- [EXERCISE MATERIAL]
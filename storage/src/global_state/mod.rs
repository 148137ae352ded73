//! The flat, byte-oriented key-value interface the state layer is built on,
//! plus prefix-scoped views of it.

mod error;
pub mod scratch;

pub use error::Error;

/// Separator byte between namespace components.
const NAMESPACE_SEPARATOR: u8 = b'|';

/// Flat key-value access.
///
/// Writes are buffered against the caller's per-block write context and become
/// durable only when that context is committed; the caller owns commit and
/// rollback boundaries. Handles are cheap to clone and clones share the
/// underlying state, so implementations take `&self` and synchronize
/// internally.
pub trait KeyValueStore: Clone {
    /// Returns the value stored under `key`, if any.
    fn get(&self, key: &[u8]) -> Result<Option<Vec<u8>>, Error>;

    /// Stores `value` under `key`.
    fn put(&self, key: &[u8], value: &[u8]) -> Result<(), Error>;

    /// Deletes the value stored under `key`, if any.
    fn delete(&self, key: &[u8]) -> Result<(), Error>;
}

/// A view of a [`KeyValueStore`] scoped to a byte-prefix namespace.
///
/// Namespaces compose by prefix concatenation with a separator byte, so a
/// sub-namespace can never escape its parent's key space.
#[derive(Clone, Debug)]
pub struct NamespaceDb<S> {
    store: S,
    prefix: Vec<u8>,
}

impl<S: KeyValueStore> NamespaceDb<S> {
    /// Creates a view of `store` scoped to `prefix`.
    pub fn new(store: S, prefix: &[u8]) -> NamespaceDb<S> {
        NamespaceDb {
            store,
            prefix: prefix.to_vec(),
        }
    }

    /// Returns a view scoped one level deeper, under `prefix`.
    pub fn sub_db(&self, prefix: &[u8]) -> NamespaceDb<S> {
        NamespaceDb {
            store: self.store.clone(),
            prefix: join(&self.prefix, prefix),
        }
    }

    /// The namespace prefix of this view.
    pub fn prefix(&self) -> &[u8] {
        &self.prefix
    }

    fn full_key(&self, key: &[u8]) -> Vec<u8> {
        join(&self.prefix, key)
    }

    /// Returns the value stored under `key` within this namespace.
    pub fn get(&self, key: &[u8]) -> Result<Option<Vec<u8>>, Error> {
        self.store.get(&self.full_key(key))
    }

    /// Stores `value` under `key` within this namespace.
    pub fn put(&self, key: &[u8], value: &[u8]) -> Result<(), Error> {
        self.store.put(&self.full_key(key), value)
    }

    /// Deletes the value stored under `key` within this namespace.
    pub fn delete(&self, key: &[u8]) -> Result<(), Error> {
        self.store.delete(&self.full_key(key))
    }
}

fn join(prefix: &[u8], suffix: &[u8]) -> Vec<u8> {
    let mut joined = Vec::with_capacity(prefix.len() + 1 + suffix.len());
    joined.extend_from_slice(prefix);
    joined.push(NAMESPACE_SEPARATOR);
    joined.extend_from_slice(suffix);
    joined
}

#[cfg(test)]
mod tests {
    use super::{scratch::ScratchState, *};

    #[test]
    fn sub_namespaces_compose_with_separator() {
        let state = ScratchState::new();
        let db = NamespaceDb::new(state, b"contract");
        let sub = db.sub_db(b"inner");
        assert_eq!(sub.prefix(), b"contract|inner");
        assert_eq!(sub.full_key(b"k"), b"contract|inner|k".to_vec());
    }

    #[test]
    fn sibling_namespaces_do_not_collide() {
        let state = ScratchState::new();
        let db = NamespaceDb::new(state, b"contract");
        let left = db.sub_db(b"a");
        let right = db.sub_db(b"b");
        left.put(b"k", b"left").unwrap();
        right.put(b"k", b"right").unwrap();
        assert_eq!(left.get(b"k").unwrap(), Some(b"left".to_vec()));
        assert_eq!(right.get(b"k").unwrap(), Some(b"right".to_vec()));
        left.delete(b"k").unwrap();
        assert_eq!(left.get(b"k").unwrap(), None);
        assert_eq!(right.get(b"k").unwrap(), Some(b"right".to_vec()));
    }
}
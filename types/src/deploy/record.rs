use datasize::DataSize;
use serde::{Deserialize, Serialize};

use crate::{
    bytesrepr::{allocate_buffer, Error, FromBytes, ToBytes, U8_SERIALIZED_LENGTH},
    Address, TransactionHash, ADDRESS_SERIALIZED_LENGTH, TRANSACTION_HASH_LENGTH,
};

const RECORD_VERSION: u8 = 0;

const INACTIVE_TAG: u8 = 0;
const ACTIVE_TAG: u8 = 1;
// Written by an early format version for a state that activation has since
// collapsed into `Active`; still accepted on decode.
const LEGACY_ACTIVE_TAG: u8 = 2;

/// The number of bytes in a serialized [`DeployRecord`]:
/// version(1) ‖ state(1) ‖ score_address(21) ‖ owner(21) ‖ current_tx_hash(32) ‖ next_tx_hash(32).
pub const DEPLOY_RECORD_SERIALIZED_LENGTH: usize =
    U8_SERIALIZED_LENGTH * 2 + ADDRESS_SERIALIZED_LENGTH * 2 + TRANSACTION_HASH_LENGTH * 2;

/// Activation state of a contract.
#[derive(Clone, Copy, DataSize, Debug, Eq, PartialEq, Serialize, Deserialize)]
pub enum DeployState {
    /// Recorded but not yet activated.
    Inactive,
    /// Code is live and callable.
    Active,
}

impl DeployState {
    fn tag(self) -> u8 {
        match self {
            DeployState::Inactive => INACTIVE_TAG,
            DeployState::Active => ACTIVE_TAG,
        }
    }

    fn from_tag(tag: u8) -> Result<Self, Error> {
        match tag {
            INACTIVE_TAG => Ok(DeployState::Inactive),
            ACTIVE_TAG | LEGACY_ACTIVE_TAG => Ok(DeployState::Active),
            _ => Err(Error::Formatting),
        }
    }
}

/// Durable metadata describing a contract's current and pending code versions,
/// its owner, and its activation state.
///
/// There is at most one pending deployment per address at a time; the pending
/// hash is cleared when [`activate`](DeployRecord::activate) commits it.
#[derive(Clone, Copy, DataSize, Debug, Eq, PartialEq, Serialize, Deserialize)]
pub struct DeployRecord {
    score_address: Address,
    deploy_state: DeployState,
    owner: Address,
    current_tx_hash: Option<TransactionHash>,
    next_tx_hash: Option<TransactionHash>,
}

impl DeployRecord {
    /// Constructs a new `DeployRecord`.
    pub fn new(
        score_address: Address,
        deploy_state: DeployState,
        owner: Address,
        current_tx_hash: Option<TransactionHash>,
        next_tx_hash: Option<TransactionHash>,
    ) -> DeployRecord {
        DeployRecord {
            score_address,
            deploy_state,
            owner,
            current_tx_hash,
            next_tx_hash,
        }
    }

    /// The contract address this record describes.
    pub fn score_address(&self) -> Address {
        self.score_address
    }

    /// The activation state.
    pub fn deploy_state(&self) -> DeployState {
        self.deploy_state
    }

    /// The owner recorded at first deployment; immutable for the lifetime of
    /// the address.
    pub fn owner(&self) -> Address {
        self.owner
    }

    /// The hash of the transaction which produced the currently active code,
    /// or `None` for contracts installed outside normal transaction flow.
    pub fn current_tx_hash(&self) -> Option<TransactionHash> {
        self.current_tx_hash
    }

    /// The hash of the pending (not yet activated) deployment, if any.
    pub fn next_tx_hash(&self) -> Option<TransactionHash> {
        self.next_tx_hash
    }

    /// Replaces the pending deployment hash.
    pub fn set_next_tx_hash(&mut self, tx_hash: TransactionHash) {
        self.next_tx_hash = Some(tx_hash);
    }

    /// Commits the pending deployment: the pending hash becomes current, the
    /// pending slot is cleared and the record becomes active.
    pub fn activate(&mut self) {
        self.current_tx_hash = self.next_tx_hash.take();
        self.deploy_state = DeployState::Active;
    }
}

fn hash_or_sentinel(maybe_hash: Option<TransactionHash>) -> TransactionHash {
    maybe_hash.unwrap_or_else(TransactionHash::zero)
}

fn sentinel_as_none(hash: TransactionHash) -> Option<TransactionHash> {
    if hash.is_zero() {
        None
    } else {
        Some(hash)
    }
}

impl ToBytes for DeployRecord {
    fn to_bytes(&self) -> Result<Vec<u8>, Error> {
        let mut buffer = allocate_buffer(self);
        buffer.push(RECORD_VERSION);
        buffer.push(self.deploy_state.tag());
        self.score_address.write_bytes(&mut buffer)?;
        self.owner.write_bytes(&mut buffer)?;
        hash_or_sentinel(self.current_tx_hash).write_bytes(&mut buffer)?;
        hash_or_sentinel(self.next_tx_hash).write_bytes(&mut buffer)?;
        Ok(buffer)
    }

    fn serialized_length(&self) -> usize {
        DEPLOY_RECORD_SERIALIZED_LENGTH
    }
}

impl FromBytes for DeployRecord {
    fn from_bytes(bytes: &[u8]) -> Result<(Self, &[u8]), Error> {
        let (_version, remainder) = u8::from_bytes(bytes)?;
        let (state_tag, remainder) = u8::from_bytes(remainder)?;
        let deploy_state = DeployState::from_tag(state_tag)?;
        let (score_address, remainder) = Address::from_bytes(remainder)?;
        let (owner, remainder) = Address::from_bytes(remainder)?;
        let (current_tx_hash, remainder) = TransactionHash::from_bytes(remainder)?;
        let (next_tx_hash, remainder) = TransactionHash::from_bytes(remainder)?;
        let record = DeployRecord {
            score_address,
            deploy_state,
            owner,
            current_tx_hash: sentinel_as_none(current_tx_hash),
            next_tx_hash: sentinel_as_none(next_tx_hash),
        };
        Ok((record, remainder))
    }
}
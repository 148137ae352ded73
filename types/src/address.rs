use std::fmt::{self, Debug, Display, Formatter};

use datasize::DataSize;
use hex_fmt::HexFmt;
#[cfg(any(feature = "testing", test))]
use rand::{
    distributions::{Distribution, Standard},
    Rng,
};
use serde::{de::Error as SerdeError, Deserialize, Deserializer, Serialize, Serializer};

use crate::bytesrepr::{Error, FromBytes, ToBytes, U8_SERIALIZED_LENGTH};

/// The number of bytes in the body of an [`Address`].
pub const ADDRESS_BODY_LENGTH: usize = 20;
/// The number of bytes in a serialized [`Address`]: one kind byte plus the body.
pub const ADDRESS_SERIALIZED_LENGTH: usize = U8_SERIALIZED_LENGTH + ADDRESS_BODY_LENGTH;

const ACCOUNT_KIND_ID: u8 = 0;
const CONTRACT_KIND_ID: u8 = 1;

const ACCOUNT_STRING_PREFIX: &str = "account-";
const CONTRACT_STRING_PREFIX: &str = "contract-";

/// The all-zero contract address, used as the install target sentinel: a
/// deployment transaction sent to this address installs a new contract.
pub const ZERO_CONTRACT_ADDRESS: Address = Address {
    kind: AddressKind::Contract,
    body: [0; ADDRESS_BODY_LENGTH],
};

/// The kind of an [`Address`]: an externally-owned account or a contract.
#[derive(
    Clone, Copy, DataSize, Eq, PartialEq, Ord, PartialOrd, Hash, Debug, Serialize, Deserialize,
)]
pub enum AddressKind {
    /// An externally-owned account.
    Account,
    /// A deployed contract.
    Contract,
}

impl AddressKind {
    fn tag(self) -> u8 {
        match self {
            AddressKind::Account => ACCOUNT_KIND_ID,
            AddressKind::Contract => CONTRACT_KIND_ID,
        }
    }

    fn from_tag(tag: u8) -> Result<Self, Error> {
        match tag {
            ACCOUNT_KIND_ID => Ok(AddressKind::Account),
            CONTRACT_KIND_ID => Ok(AddressKind::Contract),
            _ => Err(Error::Formatting),
        }
    }
}

/// An on-chain address: a kind byte followed by a 20-byte body.
///
/// Addresses are always exactly [`ADDRESS_SERIALIZED_LENGTH`] bytes on the
/// wire, never variable-width.
#[derive(Clone, Copy, DataSize, Eq, PartialEq, Ord, PartialOrd, Hash)]
pub struct Address {
    kind: AddressKind,
    body: [u8; ADDRESS_BODY_LENGTH],
}

impl Address {
    /// Constructs a new `Address` from its kind and body bytes.
    pub const fn new(kind: AddressKind, body: [u8; ADDRESS_BODY_LENGTH]) -> Address {
        Address { kind, body }
    }

    /// Constructs an externally-owned account address.
    pub const fn account(body: [u8; ADDRESS_BODY_LENGTH]) -> Address {
        Address::new(AddressKind::Account, body)
    }

    /// Constructs a contract address.
    pub const fn contract(body: [u8; ADDRESS_BODY_LENGTH]) -> Address {
        Address::new(AddressKind::Contract, body)
    }

    /// Returns the kind of the address.
    pub fn kind(&self) -> AddressKind {
        self.kind
    }

    /// Returns the body bytes of the address.
    pub fn body(&self) -> &[u8; ADDRESS_BODY_LENGTH] {
        &self.body
    }

    /// Returns `true` if this is a contract address.
    pub fn is_contract(&self) -> bool {
        self.kind == AddressKind::Contract
    }

    /// Returns the full wire form of the address as a fixed array.
    pub fn to_array(&self) -> [u8; ADDRESS_SERIALIZED_LENGTH] {
        let mut result = [0; ADDRESS_SERIALIZED_LENGTH];
        result[0] = self.kind.tag();
        result[1..].copy_from_slice(&self.body);
        result
    }

    /// Formats the `Address` as a prefixed, lowercase hex string.
    pub fn to_formatted_string(&self) -> String {
        let prefix = match self.kind {
            AddressKind::Account => ACCOUNT_STRING_PREFIX,
            AddressKind::Contract => CONTRACT_STRING_PREFIX,
        };
        format!("{}{}", prefix, base16::encode_lower(&self.body))
    }

    /// Parses a string formatted as per `Self::to_formatted_string()` into an `Address`.
    pub fn from_formatted_str(input: &str) -> Result<Self, FromStrError> {
        let (kind, remainder) = if let Some(hex) = input.strip_prefix(ACCOUNT_STRING_PREFIX) {
            (AddressKind::Account, hex)
        } else if let Some(hex) = input.strip_prefix(CONTRACT_STRING_PREFIX) {
            (AddressKind::Contract, hex)
        } else {
            return Err(FromStrError::InvalidPrefix);
        };
        let decoded = base16::decode(remainder)?;
        let body = <[u8; ADDRESS_BODY_LENGTH]>::try_from(decoded.as_slice())
            .map_err(|_| FromStrError::InvalidLength(decoded.len()))?;
        Ok(Address::new(kind, body))
    }
}

/// Errors from parsing a formatted string as an [`Address`].
#[derive(Debug, Eq, PartialEq)]
#[non_exhaustive]
pub enum FromStrError {
    /// The prefix is invalid.
    InvalidPrefix,
    /// The address is not valid hex.
    Hex(base16::DecodeError),
    /// The address body is not exactly [`ADDRESS_BODY_LENGTH`] bytes.
    InvalidLength(usize),
}

impl From<base16::DecodeError> for FromStrError {
    fn from(error: base16::DecodeError) -> Self {
        FromStrError::Hex(error)
    }
}

impl Display for FromStrError {
    fn fmt(&self, f: &mut Formatter) -> fmt::Result {
        match self {
            FromStrError::InvalidPrefix => write!(f, "invalid prefix"),
            FromStrError::Hex(error) => write!(f, "decode from hex: {}", error),
            FromStrError::InvalidLength(len) => {
                write!(f, "address body is {} bytes, expected {}", len, ADDRESS_BODY_LENGTH)
            }
        }
    }
}

impl std::error::Error for FromStrError {}

impl Display for Address {
    fn fmt(&self, f: &mut Formatter) -> fmt::Result {
        write!(f, "{}", self.to_formatted_string())
    }
}

impl Debug for Address {
    fn fmt(&self, f: &mut Formatter) -> fmt::Result {
        write!(f, "Address({:?}, {})", self.kind, HexFmt(&self.body))
    }
}

impl ToBytes for Address {
    fn to_bytes(&self) -> Result<Vec<u8>, Error> {
        Ok(self.to_array().to_vec())
    }

    fn serialized_length(&self) -> usize {
        ADDRESS_SERIALIZED_LENGTH
    }

    fn write_bytes(&self, writer: &mut Vec<u8>) -> Result<(), Error> {
        writer.push(self.kind.tag());
        writer.extend_from_slice(&self.body);
        Ok(())
    }
}

impl FromBytes for Address {
    fn from_bytes(bytes: &[u8]) -> Result<(Self, &[u8]), Error> {
        let (tag, remainder) = u8::from_bytes(bytes)?;
        let kind = AddressKind::from_tag(tag)?;
        let (body, remainder) = <[u8; ADDRESS_BODY_LENGTH]>::from_bytes(remainder)?;
        Ok((Address::new(kind, body), remainder))
    }
}

impl Serialize for Address {
    fn serialize<S: Serializer>(&self, serializer: S) -> Result<S::Ok, S::Error> {
        if serializer.is_human_readable() {
            self.to_formatted_string().serialize(serializer)
        } else {
            (self.kind, self.body).serialize(serializer)
        }
    }
}

impl<'de> Deserialize<'de> for Address {
    fn deserialize<D: Deserializer<'de>>(deserializer: D) -> Result<Self, D::Error> {
        if deserializer.is_human_readable() {
            let formatted_string = String::deserialize(deserializer)?;
            Address::from_formatted_str(&formatted_string).map_err(SerdeError::custom)
        } else {
            let (kind, body) = <(AddressKind, [u8; ADDRESS_BODY_LENGTH])>::deserialize(deserializer)?;
            Ok(Address::new(kind, body))
        }
    }
}

#[cfg(any(feature = "testing", test))]
impl Distribution<AddressKind> for Standard {
    fn sample<R: Rng + ?Sized>(&self, rng: &mut R) -> AddressKind {
        if rng.gen() {
            AddressKind::Contract
        } else {
            AddressKind::Account
        }
    }
}

#[cfg(any(feature = "testing", test))]
impl Distribution<Address> for Standard {
    fn sample<R: Rng + ?Sized>(&self, rng: &mut R) -> Address {
        Address::new(rng.gen(), rng.gen())
    }
}

#[cfg(test)]
mod tests {
    use super::*;
    use crate::bytesrepr;

    #[test]
    fn should_round_trip_bytes() {
        let mut rng = rand::thread_rng();
        for _ in 0..10 {
            let address: Address = rng.gen();
            let serialized = address.to_bytes().unwrap();
            assert_eq!(serialized.len(), ADDRESS_SERIALIZED_LENGTH);
            assert_eq!(bytesrepr::deserialize::<Address>(&serialized).unwrap(), address);
        }
    }

    #[test]
    fn should_round_trip_formatted_string() {
        let address = Address::contract([42; ADDRESS_BODY_LENGTH]);
        let formatted = address.to_formatted_string();
        assert!(formatted.starts_with(CONTRACT_STRING_PREFIX));
        assert_eq!(Address::from_formatted_str(&formatted).unwrap(), address);

        let account = Address::account([7; ADDRESS_BODY_LENGTH]);
        assert_eq!(
            Address::from_formatted_str(&account.to_formatted_string()).unwrap(),
            account
        );
    }

    #[test]
    fn should_fail_to_parse_bad_formatted_string() {
        assert_eq!(
            Address::from_formatted_str("entity-0000"),
            Err(FromStrError::InvalidPrefix)
        );
        assert!(matches!(
            Address::from_formatted_str("contract-zz"),
            Err(FromStrError::Hex(_))
        ));
        assert_eq!(
            Address::from_formatted_str("contract-0011"),
            Err(FromStrError::InvalidLength(2))
        );
    }

    #[test]
    fn should_reject_unknown_kind_tag() {
        let mut bytes = ZERO_CONTRACT_ADDRESS.to_array();
        bytes[0] = 9;
        assert_eq!(
            bytesrepr::deserialize::<Address>(&bytes).unwrap_err(),
            Error::Formatting
        );
    }

    #[test]
    fn zero_contract_address_is_contract_kind() {
        assert!(ZERO_CONTRACT_ADDRESS.is_contract());
        assert_eq!(ZERO_CONTRACT_ADDRESS.body(), &[0; ADDRESS_BODY_LENGTH]);
    }

    #[test]
    fn serde_json_uses_formatted_string() {
        let address = Address::account([1; ADDRESS_BODY_LENGTH]);
        let json = serde_json::to_string(&address).unwrap();
        assert!(json.contains(ACCOUNT_STRING_PREFIX));
        let decoded: Address = serde_json::from_str(&json).unwrap();
        assert_eq!(decoded, address);
    }
}
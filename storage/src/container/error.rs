use thiserror::Error;

use crate::global_state;

/// Errors raised by container operations.
#[derive(Clone, Debug, Error, PartialEq, Eq)]
#[non_exhaustive]
pub enum Error {
    /// Failure of the underlying key-value store.
    #[error(transparent)]
    Store(#[from] global_state::Error),

    /// The operation does not match the container's declared shape, or stored
    /// bytes do not decode as the expected value type.
    #[error("container type mismatch: {0}")]
    TypeMismatch(String),

    /// Index outside the container bounds.
    #[error("index out of range: {index}, size {size}")]
    IndexOutOfRange {
        /// The index as supplied by the caller.
        index: i64,
        /// The container size at the time of the operation.
        size: u64,
    },

    /// A stored linked-list node record is malformed or a link points at a
    /// missing node.
    #[error("corrupt linked-list node record")]
    CorruptNode,
}
use std::collections::BTreeSet;

use bitflags::bitflags;

use keystone_types::{Address, TransactionHash};

bitflags! {
    /// Governance-controlled service toggles.
    pub struct ServiceFlags: u8 {
        /// Fee processing is enabled.
        const FEE = 0b0001;
        /// Deployments require a governance audit before activation.
        const AUDIT = 0b0010;
        /// Only allow-listed accounts may submit deployments.
        const DEPLOYER_WHITE_LIST = 0b0100;
        /// Run static package validation after materialization.
        const PACKAGE_VALIDATOR = 0b1000;
    }
}

/// The transaction being processed.
#[derive(Clone, Copy, Debug, Eq, PartialEq)]
pub struct TransactionContext {
    /// The transaction originator.
    pub origin: Address,
    /// The transaction hash.
    pub hash: TransactionHash,
}

/// The message observed by an executing contract.
#[derive(Clone, Copy, Debug, Eq, PartialEq)]
pub struct Message {
    /// The sender the contract sees.
    pub sender: Address,
}

/// Ambient state for one transaction's execution: originator and hash, the
/// chain's active ruleset revision, service-flag state, and the deny/allow
/// lists consulted before a deployment is recorded.
///
/// The engine executes transactions sequentially within a block; a context is
/// never shared across threads. During hook invocation the engine temporarily
/// replaces `msg` and clears `tx`, restoring both afterwards regardless of the
/// outcome.
#[derive(Clone, Debug)]
pub struct ExecutionContext {
    /// The transaction being processed, absent outside transaction flow.
    pub tx: Option<TransactionContext>,
    /// The message visible to an executing contract.
    pub msg: Option<Message>,
    /// The chain's active ruleset revision at the current block.
    pub revision: u32,
    /// Governance service toggles.
    pub flags: ServiceFlags,
    /// Accept unpackaged content (development chains only).
    pub dev_mode: bool,
    /// Contract addresses barred from deployment.
    pub score_blacklist: BTreeSet<Address>,
    /// Accounts allowed to deploy while `DEPLOYER_WHITE_LIST` is on.
    pub deployer_whitelist: BTreeSet<Address>,
}

impl ExecutionContext {
    /// Creates a context for the transaction with the given originator and
    /// hash, with all service flags off.
    pub fn new(origin: Address, tx_hash: TransactionHash) -> ExecutionContext {
        ExecutionContext {
            tx: Some(TransactionContext {
                origin,
                hash: tx_hash,
            }),
            msg: Some(Message { sender: origin }),
            revision: 0,
            flags: ServiceFlags::empty(),
            dev_mode: false,
            score_blacklist: BTreeSet::new(),
            deployer_whitelist: BTreeSet::new(),
        }
    }

    /// Returns `true` if `flag` is enabled.
    pub fn is_flag_on(&self, flag: ServiceFlags) -> bool {
        self.flags.contains(flag)
    }
}
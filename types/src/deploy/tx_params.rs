use datasize::DataSize;
use serde::{Deserialize, Serialize};
use serde_json::{Map, Value};

use crate::{
    bytesrepr::{
        safe_split_at, Error, FromBytes, ToBytes, U32_SERIALIZED_LENGTH, U8_SERIALIZED_LENGTH,
    },
    Address, TransactionHash, ADDRESS_SERIALIZED_LENGTH, TRANSACTION_HASH_LENGTH,
};

const TX_PARAMS_VERSION: u8 = 0;

const INSTALL_TAG: u8 = 0;
const UPDATE_TAG: u8 = 1;

/// The number of bytes in the fixed prefix of a serialized [`DeployTxParams`]:
/// version(1) ‖ deploy_type(1) ‖ payload_length(4) ‖ score_address(21) ‖ tx_hash(32).
pub const DEPLOY_TX_PARAMS_PREFIX_LENGTH: usize = U8_SERIALIZED_LENGTH * 2
    + U32_SERIALIZED_LENGTH
    + ADDRESS_SERIALIZED_LENGTH
    + TRANSACTION_HASH_LENGTH;

/// Whether a deployment installs a new contract or updates an existing one.
#[derive(Clone, Copy, DataSize, Debug, Eq, PartialEq, Serialize, Deserialize)]
pub enum DeployType {
    /// First deployment for an address.
    Install,
    /// Replacement of an existing contract's code.
    Update,
}

impl DeployType {
    fn tag(self) -> u8 {
        match self {
            DeployType::Install => INSTALL_TAG,
            DeployType::Update => UPDATE_TAG,
        }
    }

    fn from_tag(tag: u8) -> Result<Self, Error> {
        match tag {
            INSTALL_TAG => Ok(DeployType::Install),
            UPDATE_TAG => Ok(DeployType::Update),
            _ => Err(Error::Formatting),
        }
    }
}

/// The structured payload of a deployment transaction: a content-type tag, the
/// raw package content, and the ordered initialization parameters passed to
/// the contract's install or update hook.
///
/// On the wire this is a UTF-8 JSON document, kept self-describing for
/// extensibility; parameter order is preserved.
#[derive(Clone, Debug, Default, PartialEq, Serialize, Deserialize)]
#[serde(rename_all = "camelCase")]
pub struct DeployData {
    /// The format of `content`.
    pub content_type: String,
    /// The package content, hex-encoded.
    pub content: String,
    /// Initialization parameters for the install/update hook, in submission
    /// order.
    #[serde(default)]
    pub params: Map<String, Value>,
}

impl DeployData {
    /// Constructs a new `DeployData` with no initialization parameters.
    pub fn new(content_type: &str, content: &str) -> DeployData {
        DeployData {
            content_type: content_type.to_string(),
            content: content.to_string(),
            params: Map::new(),
        }
    }

    fn to_json_bytes(&self) -> Result<Vec<u8>, Error> {
        serde_json::to_vec(self).map_err(|_| Error::Formatting)
    }

    fn from_json_bytes(bytes: &[u8]) -> Result<DeployData, Error> {
        serde_json::from_slice(bytes).map_err(|_| Error::Formatting)
    }
}

/// The parameters of one deployment transaction, keyed by its hash.
///
/// Immutable once written; a second write for the same hash is rejected at the
/// storage layer.
#[derive(Clone, Debug, PartialEq, Serialize, Deserialize)]
pub struct DeployTxParams {
    tx_hash: TransactionHash,
    deploy_type: DeployType,
    score_address: Address,
    deploy_data: DeployData,
}

impl DeployTxParams {
    /// Constructs a new `DeployTxParams`.
    pub fn new(
        tx_hash: TransactionHash,
        deploy_type: DeployType,
        score_address: Address,
        deploy_data: DeployData,
    ) -> DeployTxParams {
        DeployTxParams {
            tx_hash,
            deploy_type,
            score_address,
            deploy_data,
        }
    }

    /// The hash of the deployment transaction.
    pub fn tx_hash(&self) -> TransactionHash {
        self.tx_hash
    }

    /// Whether this deployment installs or updates.
    pub fn deploy_type(&self) -> DeployType {
        self.deploy_type
    }

    /// The target contract address.
    pub fn score_address(&self) -> Address {
        self.score_address
    }

    /// The structured deployment payload.
    pub fn deploy_data(&self) -> &DeployData {
        &self.deploy_data
    }
}

impl ToBytes for DeployTxParams {
    fn to_bytes(&self) -> Result<Vec<u8>, Error> {
        let payload = self.deploy_data.to_json_bytes()?;
        let payload_length = u32::try_from(payload.len()).map_err(|_| Error::Formatting)?;
        let mut buffer = Vec::with_capacity(DEPLOY_TX_PARAMS_PREFIX_LENGTH + payload.len());
        buffer.push(TX_PARAMS_VERSION);
        buffer.push(self.deploy_type.tag());
        payload_length.write_bytes(&mut buffer)?;
        self.score_address.write_bytes(&mut buffer)?;
        self.tx_hash.write_bytes(&mut buffer)?;
        buffer.extend_from_slice(&payload);
        Ok(buffer)
    }

    fn serialized_length(&self) -> usize {
        let payload_length = self.deploy_data.to_json_bytes().map(|payload| payload.len());
        DEPLOY_TX_PARAMS_PREFIX_LENGTH + payload_length.unwrap_or(0)
    }
}

impl FromBytes for DeployTxParams {
    fn from_bytes(bytes: &[u8]) -> Result<(Self, &[u8]), Error> {
        let (_version, remainder) = u8::from_bytes(bytes)?;
        let (type_tag, remainder) = u8::from_bytes(remainder)?;
        let deploy_type = DeployType::from_tag(type_tag)?;
        let (payload_length, remainder) = u32::from_bytes(remainder)?;
        let (score_address, remainder) = Address::from_bytes(remainder)?;
        let (tx_hash, remainder) = TransactionHash::from_bytes(remainder)?;
        let (payload, remainder) = safe_split_at(remainder, payload_length as usize)?;
        let deploy_data = DeployData::from_json_bytes(payload)?;
        let tx_params = DeployTxParams {
            tx_hash,
            deploy_type,
            score_address,
            deploy_data,
        };
        Ok((tx_params, remainder))
    }
}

- [GOAL OF THE EXERCISE]
Copy whichever lines above contain the string "ServiceFlags".

- [WORKED SOLUTION]
    pub struct ServiceFlags: u8 {
    pub flags: ServiceFlags,
            flags: ServiceFlags::empty(),
    pub fn is_flag_on(&self, flag: ServiceFlags) -> bool {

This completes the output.